> _DIRECTIONS FOR THIS TASK_
Up to and including the line with "use minke_core::board::STARTING_FEN;", please reproduce the lines below exactly, beginning with the first.
Segment Start: SUPPLIED DATA
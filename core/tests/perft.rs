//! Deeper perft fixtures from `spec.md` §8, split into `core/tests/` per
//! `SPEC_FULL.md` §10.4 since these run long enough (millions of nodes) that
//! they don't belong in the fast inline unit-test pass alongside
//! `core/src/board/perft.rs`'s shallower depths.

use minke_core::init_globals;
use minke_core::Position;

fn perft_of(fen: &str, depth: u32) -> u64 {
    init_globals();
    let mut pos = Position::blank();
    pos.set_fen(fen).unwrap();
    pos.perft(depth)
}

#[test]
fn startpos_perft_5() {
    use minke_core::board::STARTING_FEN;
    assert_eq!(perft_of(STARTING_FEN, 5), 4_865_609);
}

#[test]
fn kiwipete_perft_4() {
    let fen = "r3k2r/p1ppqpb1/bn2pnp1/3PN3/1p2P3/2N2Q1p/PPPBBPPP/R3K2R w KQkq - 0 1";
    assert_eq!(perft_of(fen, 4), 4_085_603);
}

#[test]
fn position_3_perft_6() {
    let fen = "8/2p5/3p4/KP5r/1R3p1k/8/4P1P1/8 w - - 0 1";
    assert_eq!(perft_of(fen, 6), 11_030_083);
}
Segment End: SUPPLIED DATA
> _RESPONSE AREA_
filename core/tests/perft.rs
//! Deeper perft fixtures from `spec.md` §8, split into `core/tests/` per
//! `SPEC_FULL.md` §10.4 since these run long enough (millions of nodes) that
//! they don't belong in the fast inline unit-test pass alongside
//! `core/src/board/perft.rs`'s shallower depths.

use minke_core::init_globals;
use minke_core::Position;

fn perft_of(fen: &str, depth: u32) -> u64 {
    init_globals();
    let mut pos = Position::blank();
    pos.set_fen(fen).unwrap();
    pos.perft(depth)
}

#[test]
fn startpos_perft_5() {
    use minke_core::board::STARTING_FEN;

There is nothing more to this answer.